* [Your objective]: Repeat exactly the lines of the entries below from the one with "pub fn matched_keywords(text: &str, category: Category)" through the one with "Collect registrar, country", both ends included, and nothing else.

* [Study material]:
•••••
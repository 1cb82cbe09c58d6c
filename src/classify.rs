//! Keyword scoring and verdict selection.
//!
//! Text is lower-cased once, every keyword of a category is counted as a
//! literal, non-overlapping substring, and the per-category sums decide the
//! verdict: all zero is `Safe`, otherwise the highest-scoring category wins.
//! Equal non-zero maxima resolve by `Category::ALL` order
//! (Gambling, then Sports betting, then Prohibited content).

use std::fmt;

use schemars::JsonSchema;
use serde::{Deserialize, Serialize};

use crate::rules::{self, KEYWORD_TABLE};

/// Fixed risk category set.
#[derive(Debug, Clone, Copy, PartialEq, Eq, Hash, Serialize, Deserialize, JsonSchema)]
#[serde(rename_all = "snake_case")]
pub enum Category {
    Gambling,
    SportsBetting,
    Prohibited,
}

impl Category {
    /// All categories in tie-break priority order.
    pub const ALL: [Category; 3] = [
        Category::Gambling,
        Category::SportsBetting,
        Category::Prohibited,
    ];

    fn index(self) -> usize {
        match self {
            Category::Gambling => 0,
            Category::SportsBetting => 1,
            Category::Prohibited => 2,
        }
    }

    pub fn label(self) -> &'static str {
        match self {
            Category::Gambling => "Gambling",
            Category::SportsBetting => "Sports betting",
            Category::Prohibited => "Prohibited content",
        }
    }

    /// Vietnamese label.
    pub fn label_vi(self) -> &'static str {
        match self {
            Category::Gambling => "Cờ bạc / Cá cược",
            Category::SportsBetting => "Bóng đá cá độ",
            Category::Prohibited => "Nội dung cấm",
        }
    }
}

impl fmt::Display for Category {
    fn fmt(&self, f: &mut fmt::Formatter<'_>) -> fmt::Result {
        f.write_str(self.label())
    }
}

/// Keyword hit counts for exactly the fixed category set.
#[derive(Debug, Clone, Copy, Default, PartialEq, Eq)]
pub struct CategoryScores([u32; 3]);

impl CategoryScores {
    pub fn get(&self, category: Category) -> u32 {
        self.0[category.index()]
    }

    fn set(&mut self, category: Category, score: u32) {
        self.0[category.index()] = score;
    }

    /// `(category, score)` pairs in priority order.
    pub fn iter(&self) -> impl Iterator<Item = (Category, u32)> + '_ {
        Category::ALL.into_iter().map(|c| (c, self.get(c)))
    }

    pub fn total(&self) -> u32 {
        self.0.iter().sum()
    }

    pub fn max(&self) -> u32 {
        self.0.iter().copied().max().unwrap_or(0)
    }

    /// First category in priority order holding a strictly positive maximum.
    pub fn top(&self) -> Option<Category> {
        let max = self.max();
        if max == 0 {
            return None;
        }
        Category::ALL.into_iter().find(|c| self.get(*c) == max)
    }
}

/// Final verdict of one scanned URL.
#[derive(Debug, Clone, Copy, PartialEq, Eq)]
pub enum Verdict {
    Safe,
    Suspicious(Category),
    /// The page could not be retrieved.
    Unreachable,
}

impl Verdict {
    pub fn from_scores(scores: &CategoryScores) -> Self {
        match scores.top() {
            Some(category) => Verdict::Suspicious(category),
            None => Verdict::Safe,
        }
    }

    pub fn is_safe(&self) -> bool {
        matches!(self, Verdict::Safe)
    }

    pub fn category(&self) -> Option<Category> {
        match self {
            Verdict::Suspicious(c) => Some(*c),
            _ => None,
        }
    }
}

impl fmt::Display for Verdict {
    fn fmt(&self, f: &mut fmt::Formatter<'_>) -> fmt::Result {
        match self {
            Verdict::Safe => f.write_str("Safe"),
            Verdict::Suspicious(c) => write!(f, "Suspicious: {c}"),
            Verdict::Unreachable => f.write_str("Could not retrieve"),
        }
    }
}

/// Scores plus the verdict derived from them.
#[derive(Debug, Clone, Copy, PartialEq, Eq)]
pub struct Classification {
    pub scores: CategoryScores,
    pub verdict: Verdict,
}

/// Count non-overlapping occurrences of each keyword in already
/// lower-cased text.
fn count_keywords(haystack: &str, keywords: &[&str]) -> u32 {
    keywords
        .iter()
        .map(|kw| haystack.matches(kw).count() as u32)
        .sum()
}

/// Score `text` against the static keyword table.
pub fn score(text: &str) -> CategoryScores {
    let lowered = text.to_lowercase();
    let mut scores = CategoryScores::default();
    for (category, keywords) in KEYWORD_TABLE {
        scores.set(*category, count_keywords(&lowered, keywords));
    }
    scores
}

/// Score `text` and derive the verdict.
pub fn classify(text: &str) -> Classification {
    let scores = score(text);
    Classification {
        scores,
        verdict: Verdict::from_scores(&scores),
    }
}

/// Keywords of `category` found in `text`, with their counts. Used for
/// verbose reporting.
pub fn matched_keywords(text: &str, category: Category) -> Vec<(&'static str, u32)> {
    let lowered = text.to_lowercase();
    rules::keywords_for(category)
        .iter()
        .filter_map(|kw| {
            let n = lowered.matches(kw).count() as u32;
            (n > 0).then_some((*kw, n))
        })
        .collect()
}
//! Registration and network metadata for a scanned domain.
//!
//! WHOIS (registrar, country) and DNS (first IPv4) run one after the other
//! and independently: an error in one only turns that field into its
//! sentinel. A missing WHOIS country falls back to the TLD table in `rules`.

use crate::domain_utils::DomainInfo;
use crate::errors::{LookupError, LookupResult};
use crate::netutil::DnsLookup;
use crate::rules::country_for_tld;
use crate::whois::{WhoisLookup, WhoisRecord};

/// Sentinel for registrar / country that could not be determined.
pub const UNKNOWN: &str = "Unknown";

/// Sentinel for an IP that could not be resolved.
pub const UNRESOLVED: &str = "Unresolved";

/// Best-effort metadata; every field is either a real value or a sentinel.
#[derive(Debug, Clone, PartialEq, Eq)]
pub struct SiteMetadata {
    pub registrar: String,
    pub country: String,
    pub ip: String,
}

impl Default for SiteMetadata {
    fn default() -> Self {
        Self {
            registrar: UNKNOWN.to_string(),
            country: UNKNOWN.to_string(),
            ip: UNRESOLVED.to_string(),
        }
    }
}

/// Country for a domain whose WHOIS gave none, keyed on the full public
/// suffix (`example.com.vn` looks up `com.vn`).
pub fn fallback_country(domain: &str) -> &'static str {
    DomainInfo::parse(domain)
        .ok()
        .and_then(|info| info.suffix)
        .and_then(|suffix| country_for_tld(&suffix))
        .unwrap_or(UNKNOWN)
}

/// Collect registrar, country and IPv4 for `domain`. Never fails.
pub async fn collect_metadata(
    domain: &str,
    whois: Option<&dyn WhoisLookup>,
    dns: Option<&dyn DnsLookup>,
) -> SiteMetadata {
    let whois_result = match whois {
        Some(client) => client.lookup(domain).await,
        None => Err(LookupError::disabled("whois")),
    };
    let (registrar, country) = registrar_and_country(domain, whois_result);

    let ip = match dns {
        Some(resolver) => resolver.resolve_ipv4(domain).await.map(|ip| ip.to_string()),
        None => Err(LookupError::disabled("dns")),
    };
    let ip = ip.unwrap_or_else(|e| {
        log_lookup_failure(domain, &e);
        UNRESOLVED.to_string()
    });

    SiteMetadata {
        registrar,
        country,
        ip,
    }
}

fn registrar_and_country(domain: &str, result: LookupResult<WhoisRecord>) -> (String, String) {
    let record = result.unwrap_or_else(|e| {
        log_lookup_failure(domain, &e);
        WhoisRecord::default()
    });

    let registrar = record.registrar.unwrap_or_else(|| UNKNOWN.to_string());
    let country = record
        .country
        .unwrap_or_else(|| fallback_country(domain).to_string());
    (registrar, country)
}

fn log_lookup_failure(domain: &str, e: &LookupError) {
    match e {
        LookupError::Disabled { .. } => tracing::debug!("{domain}: {e}"),
        _ => tracing::warn!("{domain}: {e} ({})", e.category()),
    }
}

#[cfg(test)]
mod tests {
    use super::*;
    use async_trait::async_trait;
    use std::net::Ipv4Addr;

    struct FixedWhois(WhoisRecord);

    #[async_trait]
    impl WhoisLookup for FixedWhois {
        async fn lookup(&self, _domain: &str) -> LookupResult<WhoisRecord> {
            Ok(self.0.clone())
        }
    }

    struct FailingWhois;

    #[async_trait]
    impl WhoisLookup for FailingWhois {
        async fn lookup(&self, domain: &str) -> LookupResult<WhoisRecord> {
            Err(LookupError::whois_query("whois.test", domain, "connect timeout"))
        }
    }

    struct FixedDns(Ipv4Addr);

    #[async_trait]
    impl DnsLookup for FixedDns {
        async fn resolve_ipv4(&self, _domain: &str) -> LookupResult<Ipv4Addr> {
            Ok(self.0)
        }
    }

    struct FailingDns;

    #[async_trait]
    impl DnsLookup for FailingDns {
        async fn resolve_ipv4(&self, domain: &str) -> LookupResult<Ipv4Addr> {
            Err(LookupError::dns_resolution(domain, "A", "NXDOMAIN"))
        }
    }

    #[test]
    fn fallback_table() {
        assert_eq!(fallback_country("example.vn"), "Vietnam");
        assert_eq!(fallback_country("www.example.vn"), "Vietnam");
        assert_eq!(fallback_country("example.com.vn"), UNKNOWN);
        assert_eq!(fallback_country("shop.example.com.kh"), UNKNOWN);
        assert_eq!(fallback_country("example.com"), "Global");
        assert_eq!(fallback_country("example.org"), "Global");
        assert_eq!(fallback_country("example.tv"), UNKNOWN);
        assert_eq!(fallback_country("127.0.0.1"), UNKNOWN);
    }

    #[tokio::test]
    async fn whois_values_are_used() {
        let whois = FixedWhois(WhoisRecord {
            registrar: Some("PA Vietnam".into()),
            country: Some("VN".into()),
            server: None,
        });
        let dns = FixedDns(Ipv4Addr::new(203, 0, 113, 9));
        let meta = collect_metadata("example.com", Some(&whois), Some(&dns)).await;
        assert_eq!(meta.registrar, "PA Vietnam");
        assert_eq!(meta.country, "VN");
        assert_eq!(meta.ip, "203.0.113.9");
    }

    #[tokio::test]
    async fn missing_country_uses_tld_fallback() {
        let whois = FixedWhois(WhoisRecord {
            registrar: Some("Registrar".into()),
            country: None,
            server: None,
        });
        let meta = collect_metadata("example.vn", Some(&whois), None).await;
        assert_eq!(meta.registrar, "Registrar");
        assert_eq!(meta.country, "Vietnam");
        assert_eq!(meta.ip, UNRESOLVED);
    }

    #[tokio::test]
    async fn whois_failure_does_not_block_dns() {
        let dns = FixedDns(Ipv4Addr::new(198, 51, 100, 4));
        let meta = collect_metadata("example.com", Some(&FailingWhois), Some(&dns)).await;
        assert_eq!(meta.registrar, UNKNOWN);
        assert_eq!(meta.country, "Global");
        assert_eq!(meta.ip, "198.51.100.4");
    }

    #[tokio::test]
    async fn dns_failure_does_not_block_whois() {
        let whois = FixedWhois(WhoisRecord {
            registrar: Some("Registrar".into()),
            country: Some("KH".into()),
            server: None,
        });
        let meta = collect_metadata("example.kh", Some(&whois), Some(&FailingDns)).await;
        assert_eq!(meta.registrar, "Registrar");
        assert_eq!(meta.country, "KH");
        assert_eq!(meta.ip, UNRESOLVED);
    }

    #[tokio::test]
    async fn everything_disabled_yields_sentinels() {
        let meta = collect_metadata("example.tv", None, None).await;
        assert_eq!(meta, SiteMetadata::default());
    }
}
•••••
* [Solution for this task]:
pub fn matched_keywords(text: &str, category: Category) -> Vec<(&'static str, u32)> {
    let lowered = text.to_lowercase();
    rules::keywords_for(category)
        .iter()
        .filter_map(|kw| {
            let n = lowered.matches(kw).count() as u32;
            (n > 0).then_some((*kw, n))
        })
        .collect()
}
//! Registration and network metadata for a scanned domain.
//!
//! WHOIS (registrar, country) and DNS (first IPv4) run one after the other
//! and independently: an error in one only turns that field into its
//! sentinel. A missing WHOIS country falls back to the TLD table in `rules`.

use crate::domain_utils::DomainInfo;
use crate::errors::{LookupError, LookupResult};
use crate::netutil::DnsLookup;
use crate::rules::country_for_tld;
use crate::whois::{WhoisLookup, WhoisRecord};

/// Sentinel for registrar / country that could not be determined.
pub const UNKNOWN: &str = "Unknown";

/// Sentinel for an IP that could not be resolved.
pub const UNRESOLVED: &str = "Unresolved";

/// Best-effort metadata; every field is either a real value or a sentinel.
#[derive(Debug, Clone, PartialEq, Eq)]
pub struct SiteMetadata {
    pub registrar: String,
    pub country: String,
    pub ip: String,
}

impl Default for SiteMetadata {
    fn default() -> Self {
        Self {
            registrar: UNKNOWN.to_string(),
            country: UNKNOWN.to_string(),
            ip: UNRESOLVED.to_string(),
        }
    }
}

/// Country for a domain whose WHOIS gave none, keyed on the full public
/// suffix (`example.com.vn` looks up `com.vn`).
pub fn fallback_country(domain: &str) -> &'static str {
    DomainInfo::parse(domain)
        .ok()
        .and_then(|info| info.suffix)
        .and_then(|suffix| country_for_tld(&suffix))
        .unwrap_or(UNKNOWN)
}

/// Collect registrar, country and IPv4 for `domain`. Never fails.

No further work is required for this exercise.